Output a verbatim copy of the data, cut off after the line that contains "leg.net += ct.txn.quantity;".

───── DATA FOR PROCESSING ─────

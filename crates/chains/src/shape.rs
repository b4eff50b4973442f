//! Trade-shape classification from opening legs.
//!
//! The shape is a pure function of the legs opened on the chain's first
//! date: open-effect transactions netted per instrument. Unrecognized
//! structures fall to `Other` rather than guessing.

use std::collections::BTreeMap;

use chrono::NaiveDate;
use journal_core::instrument::ContractMonth;
use journal_core::{ClassifiedTransaction, Instrument, OptionType, TradeShape, TxnEffect};
use rust_decimal::prelude::Signed;
use rust_decimal::Decimal;

/// One netted opening leg.
struct Leg {
    instrument: Instrument,
    net: Decimal,
}

/// Expiration bucket: explicit date, or contract month for futures
/// options quoted without one. Mixed buckets never compare equal.
#[derive(Debug, Clone, Copy, PartialEq, Eq)]
enum ExpiryBucket {
    Date(NaiveDate),
    Month(ContractMonth),
}

fn expiry_bucket(instrument: &Instrument) -> Option<ExpiryBucket> {
    match instrument.expiration() {
        Some(date) => Some(ExpiryBucket::Date(date)),
        None => instrument.month().map(ExpiryBucket::Month),
    }
}

/// Classify the structural shape of a chain's opening legs.
pub fn classify_shape(txns: &[ClassifiedTransaction]) -> TradeShape {
    let legs = opening_legs(txns);
    match legs.len() {
        1 => TradeShape::Single,
        2 => classify_pair(&legs),
        4 => classify_condor(&legs),
        _ => TradeShape::Other,
    }
}

/// Net the open-effect transactions of the first date per instrument.
fn opening_legs(txns: &[ClassifiedTransaction]) -> Vec<Leg> {
    let first_date = match txns.iter().map(|ct| ct.txn.date()).min() {
        Some(date) => date,
        None => return Vec::new(),
    };
    let mut nets: BTreeMap<String, Leg> = BTreeMap::new();
    for ct in txns {
        if ct.txn.date() != first_date || ct.txn.effect != TxnEffect::Open {
            continue;
        }
        let leg = nets.entry(ct.txn.symbol()).or_insert_with(|| Leg {
            instrument: ct.txn.instrument.clone(),
            net: Decimal::ZERO,
        });
        leg.net += ct.txn.quantity;
    }
    nets.into_values().filter(|leg| !leg.net.is_zero()).collect()
}

fn classify_pair(legs: &[Leg]) -> TradeShape {
    let (a, b) = (&legs[0], &legs[1]);
    let ((type_a, strike_a), (type_b, strike_b)) =
        match (a.instrument.option_leg(), b.instrument.option_leg()) {
            (Some(x), Some(y)) => (x, y),
            _ => return TradeShape::Other,
        };
    match (expiry_bucket(&a.instrument), expiry_bucket(&b.instrument)) {
        (Some(x), Some(y)) if x == y => {}
        _ => return TradeShape::Other,
    }

    if type_a == type_b {
        // Same type: a vertical takes opposite sides at distinct strikes.
        if a.net.signum() != b.net.signum() && strike_a != strike_b {
            TradeShape::Vertical
        } else {
            TradeShape::Other
        }
    } else if a.net.signum() == b.net.signum() {
        // Call plus put on the same side.
        if strike_a == strike_b {
            TradeShape::Straddle
        } else {
            TradeShape::Strangle
        }
    } else {
        TradeShape::Other
    }
}

fn classify_condor(legs: &[Leg]) -> TradeShape {
    // One long and one short leg of each option type, one expiration,
    // four distinct strikes.
    let mut calls: Vec<&Leg> = Vec::new();
    let mut puts: Vec<&Leg> = Vec::new();
    let mut buckets = Vec::new();
    let mut strikes = Vec::new();
    for leg in legs {
        let (option_type, strike) = match leg.instrument.option_leg() {
            Some(pair) => pair,
            None => return TradeShape::Other,
        };
        match option_type {
            OptionType::Call => calls.push(leg),
            OptionType::Put => puts.push(leg),
        }
        match expiry_bucket(&leg.instrument) {
            Some(bucket) => buckets.push(bucket),
            None => return TradeShape::Other,
        }
        strikes.push(strike);
    }
    if calls.len() != 2 || puts.len() != 2 {
        return TradeShape::Other;
    }
    if buckets.windows(2).any(|w| w[0] != w[1]) {
        return TradeShape::Other;
    }
    strikes.sort();
    strikes.dedup();
    if strikes.len() != 4 {
        return TradeShape::Other;
    }
    let balanced =
        |pair: &[&Leg]| pair[0].net.signum() + pair[1].net.signum() == Decimal::ZERO;
    if balanced(&calls) && balanced(&puts) {
        TradeShape::IronCondor
    } else {
        TradeShape::Other
    }
}

#[cfg(test)]
mod tests {
    use super::*;
    use chrono::NaiveDateTime;
    use journal_core::{Transaction, TxnSide};
    use rust_decimal_macros::dec;

    fn make_classified(
        id: &str,
        symbol: &str,
        datetime: &str,
        quantity: Decimal,
        effect: TxnEffect,
    ) -> ClassifiedTransaction {
        let instrument = Instrument::parse(symbol).unwrap();
        let root = instrument.product().to_string();
        let class = instrument.class();
        let expiration = instrument.expiration();
        ClassifiedTransaction {
            txn: Transaction {
                id: id.to_string(),
                account: "x1".to_string(),
                order_id: None,
                datetime: NaiveDateTime::parse_from_str(datetime, "%Y-%m-%d %H:%M:%S").unwrap(),
                instrument,
                side: if quantity >= Decimal::ZERO {
                    TxnSide::Buy
                } else {
                    TxnSide::Sell
                },
                quantity,
                price: dec!(1),
                effect,
            },
            root,
            class,
            expiration,
            underlying_month: None,
        }
    }

    fn open(id: &str, symbol: &str, quantity: Decimal) -> ClassifiedTransaction {
        make_classified(id, symbol, "2024-01-02 10:00:00", quantity, TxnEffect::Open)
    }

    #[test]
    fn test_single() {
        assert_eq!(classify_shape(&[open("t1", "XYZ", dec!(100))]), TradeShape::Single);
        assert_eq!(
            classify_shape(&[open("t1", "XYZ_240119_C150", dec!(-1))]),
            TradeShape::Single
        );
    }

    #[test]
    fn test_vertical() {
        let legs = [
            open("t1", "XYZ_240119_C150", dec!(1)),
            open("t2", "XYZ_240119_C155", dec!(-1)),
        ];
        assert_eq!(classify_shape(&legs), TradeShape::Vertical);
    }

    #[test]
    fn test_strangle_and_straddle() {
        let strangle = [
            open("t1", "XYZ_240119_P95", dec!(-1)),
            open("t2", "XYZ_240119_C105", dec!(-1)),
        ];
        assert_eq!(classify_shape(&strangle), TradeShape::Strangle);

        let straddle = [
            open("t1", "XYZ_240119_P100", dec!(-1)),
            open("t2", "XYZ_240119_C100", dec!(-1)),
        ];
        assert_eq!(classify_shape(&straddle), TradeShape::Straddle);
    }

    #[test]
    fn test_iron_condor() {
        let legs = [
            open("t1", "XYZ_240119_P90", dec!(1)),
            open("t2", "XYZ_240119_P95", dec!(-1)),
            open("t3", "XYZ_240119_C105", dec!(-1)),
            open("t4", "XYZ_240119_C110", dec!(1)),
        ];
        assert_eq!(classify_shape(&legs), TradeShape::IronCondor);
    }

    #[test]
    fn test_calendar_is_other() {
        let legs = [
            open("t1", "XYZ_240119_C150", dec!(-1)),
            open("t2", "XYZ_240216_C150", dec!(1)),
        ];
        assert_eq!(classify_shape(&legs), TradeShape::Other);
    }

    #[test]
    fn test_same_side_same_type_is_other() {
        let legs = [
            open("t1", "XYZ_240119_C150", dec!(1)),
            open("t2", "XYZ_240119_C155", dec!(1)),
        ];
        assert_eq!(classify_shape(&legs), TradeShape::Other);
    }

    #[test]
    fn test_opened_by_close_is_other() {
        // A chain opened by a closing transaction has no opening legs.
        let legs = [make_classified(
            "t1",
            "XYZ",
            "2024-01-02 10:00:00",
            dec!(-100),
            TxnEffect::Close,
        )];
        assert_eq!(classify_shape(&legs), TradeShape::Other);
    }

    #[test]
    fn test_futures_option_month_bucket() {
        // No explicit expiry date; the contract month is the bucket.
        let legs = [
            open("t1", "/OZCH24_C450", dec!(1)),
            open("t2", "/OZCH24_C460", dec!(-1)),
        ];
        assert_eq!(classify_shape(&legs), TradeShape::Vertical);

        let mixed = [
            open("t1", "/OZCH24_C450", dec!(1)),
            open("t2", "/OZCK24_C460", dec!(-1)),
        ];
        assert_eq!(classify_shape(&mixed), TradeShape::Other);
    }

    #[test]
    fn test_later_legs_do_not_change_shape() {
        // Only first-date opens count; the later add is ignored.
        let legs = [
            open("t1", "XYZ_240119_P95", dec!(-1)),
            open("t2", "XYZ_240119_C105", dec!(-1)),
            make_classified(
                "t3",
                "XYZ_240119_C110",
                "2024-01-05 10:00:00",
                dec!(-1),
                TxnEffect::Open,
            ),
        ];
        assert_eq!(classify_shape(&legs), TradeShape::Strangle);
    }

    #[test]
    fn test_same_instrument_nets_to_one_leg() {
        let legs = [
            open("t1", "XYZ_240119_C150", dec!(1)),
            open("t2", "XYZ_240119_C150", dec!(2)),
        ];
        assert_eq!(classify_shape(&legs), TradeShape::Single);
    }
}
//! Raw-row normalization.
//!
//! Turns importer rows (all-optional text) into canonical transactions.
//! Per-row failures are accumulated instead of aborting the batch, so one
//! bad row never blocks a journal run.

use chrono::NaiveDateTime;
use rust_decimal::Decimal;

use journal_core::{Error, Instrument, RawRecord, Result, Transaction, TxnEffect, TxnSide};

/// One rejected input row.
#[derive(Debug)]
pub struct RejectedRow {
    /// Zero-based row index in the input batch.
    pub row: usize,
    /// Transaction id, when the row carried one.
    pub id: Option<String>,
    /// Why the row was rejected.
    pub error: Error,
}

/// Result of normalizing a batch of raw rows.
#[derive(Debug, Default)]
pub struct NormalizedBatch {
    /// Canonical transactions in input order.
    pub transactions: Vec<Transaction>,
    /// Rows that failed validation.
    pub rejected: Vec<RejectedRow>,
}

/// Normalize a batch of raw rows, preserving input order.
pub fn normalize(rows: &[RawRecord]) -> NormalizedBatch {
    let mut batch = NormalizedBatch::default();
    for (row, record) in rows.iter().enumerate() {
        match normalize_record(record) {
            Ok(txn) => batch.transactions.push(txn),
            Err(error) => {
                tracing::debug!(row, %error, "rejected input row");
                batch.rejected.push(RejectedRow {
                    row,
                    id: record.id.clone(),
                    error,
                });
            }
        }
    }
    batch
}

/// Normalize a single raw row into a canonical transaction.
pub fn normalize_record(record: &RawRecord) -> Result<Transaction> {
    let id = require(&record.id, "id")?;
    let account = require(&record.account, "account")?;
    let datetime = parse_datetime(require(&record.datetime, "datetime")?)?;
    let instrument = Instrument::parse(require(&record.symbol, "symbol")?)?;
    let side = parse_side(require(&record.side, "side")?)?;
    let effect = parse_effect(require(&record.effect, "effect")?)?;
    let quantity = parse_quantity(require(&record.quantity, "quantity")?)? * side.sign();
    let price = parse_price(record, effect)?;
    let order_id = record.order_id.clone().filter(|s| !s.is_empty());

    Ok(Transaction {
        id: id.to_string(),
        account: account.to_string(),
        order_id,
        datetime,
        instrument,
        side,
        quantity,
        price,
        effect,
    })
}

fn require<'a>(field: &'a Option<String>, name: &str) -> Result<&'a str> {
    match field.as_deref() {
        Some(s) if !s.is_empty() => Ok(s),
        _ => Err(Error::validation(format!("missing {name}"))),
    }
}

const DATETIME_FORMATS: [&str; 2] = ["%Y-%m-%d %H:%M:%S", "%Y-%m-%dT%H:%M:%S"];

fn parse_datetime(s: &str) -> Result<NaiveDateTime> {
    DATETIME_FORMATS
        .iter()
        .find_map(|fmt| NaiveDateTime::parse_from_str(s, fmt).ok())
        .ok_or_else(|| Error::validation(format!("unparseable datetime {s:?}")))
}

fn parse_side(s: &str) -> Result<TxnSide> {
    match s.to_ascii_uppercase().as_str() {
        "BUY" | "B" => Ok(TxnSide::Buy),
        "SELL" | "S" => Ok(TxnSide::Sell),
        other => Err(Error::validation(format!("unknown side {other:?}"))),
    }
}

fn parse_effect(s: &str) -> Result<TxnEffect> {
    match s.to_ascii_uppercase().as_str() {
        "OPEN" | "OPENING" => Ok(TxnEffect::Open),
        "CLOSE" | "CLOSING" => Ok(TxnEffect::Close),
        "EXPIRE" | "EXPIRATION" => Ok(TxnEffect::Expire),
        "ASSIGN" | "ASSIGNMENT" => Ok(TxnEffect::Assign),
        "EXERCISE" => Ok(TxnEffect::Exercise),
        other => Err(Error::validation(format!("unknown effect {other:?}"))),
    }
}

/// Quantities arrive unsigned; the sign comes from the side.
fn parse_quantity(s: &str) -> Result<Decimal> {
    let qty: Decimal = s
        .parse()
        .map_err(|_| Error::validation(format!("unparseable quantity {s:?}")))?;
    if qty.is_zero() {
        return Err(Error::validation("zero quantity"));
    }
    Ok(qty.abs())
}

/// Price is required for opens and closes; expirations, assignments and
/// exercises are position events and default to zero.
fn parse_price(record: &RawRecord, effect: TxnEffect) -> Result<Decimal> {
    match record.price.as_deref().filter(|s| !s.is_empty()) {
        Some(s) => {
            let price: Decimal = s
                .parse()
                .map_err(|_| Error::validation(format!("unparseable price {s:?}")))?;
            if price < Decimal::ZERO {
                return Err(Error::validation(format!("negative price {s:?}")));
            }
            Ok(price)
        }
        None if matches!(effect, TxnEffect::Open | TxnEffect::Close) => Err(Error::validation(
            format!("missing price for {effect:?} transaction"),
        )),
        None => Ok(Decimal::ZERO),
    }
}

─────

- [SOLUTION FOR THIS TASK]:
filename crates/chains/src/shape.rs
repository b4eff50b4973442f
//! Trade-shape classification from opening legs.
//!
//! The shape is a pure function of the legs opened on the chain's first
//! date: open-effect transactions netted per instrument. Unrecognized
//! structures fall to `Other` rather than guessing.

use std::collections::BTreeMap;

use chrono::NaiveDate;
use journal_core::instrument::ContractMonth;
use journal_core::{ClassifiedTransaction, Instrument, OptionType, TradeShape, TxnEffect};
use rust_decimal::prelude::Signed;
use rust_decimal::Decimal;

/// One netted opening leg.
struct Leg {
    instrument: Instrument,
    net: Decimal,
}

/// Expiration bucket: explicit date, or contract month for futures
/// options quoted without one. Mixed buckets never compare equal.
#[derive(Debug, Clone, Copy, PartialEq, Eq)]
enum ExpiryBucket {
    Date(NaiveDate),
    Month(ContractMonth),
}

fn expiry_bucket(instrument: &Instrument) -> Option<ExpiryBucket> {
    match instrument.expiration() {
        Some(date) => Some(ExpiryBucket::Date(date)),
        None => instrument.month().map(ExpiryBucket::Month),
    }
}

/// Classify the structural shape of a chain's opening legs.
pub fn classify_shape(txns: &[ClassifiedTransaction]) -> TradeShape {
    let legs = opening_legs(txns);
    match legs.len() {
        1 => TradeShape::Single,
        2 => classify_pair(&legs),
        4 => classify_condor(&legs),
        _ => TradeShape::Other,
    }
}

/// Net the open-effect transactions of the first date per instrument.
fn opening_legs(txns: &[ClassifiedTransaction]) -> Vec<Leg> {
    let first_date = match txns.iter().map(|ct| ct.txn.date()).min() {
        Some(date) => date,
        None => return Vec::new(),
    };
    let mut nets: BTreeMap<String, Leg> = BTreeMap::new();
    for ct in txns {
        if ct.txn.date() != first_date || ct.txn.effect != TxnEffect::Open {
            continue;
        }
        let leg = nets.entry(ct.txn.symbol()).or_insert_with(|| Leg {
            instrument: ct.txn.instrument.clone(),
            net: Decimal::ZERO,
        });
        leg.net += ct.txn.quantity;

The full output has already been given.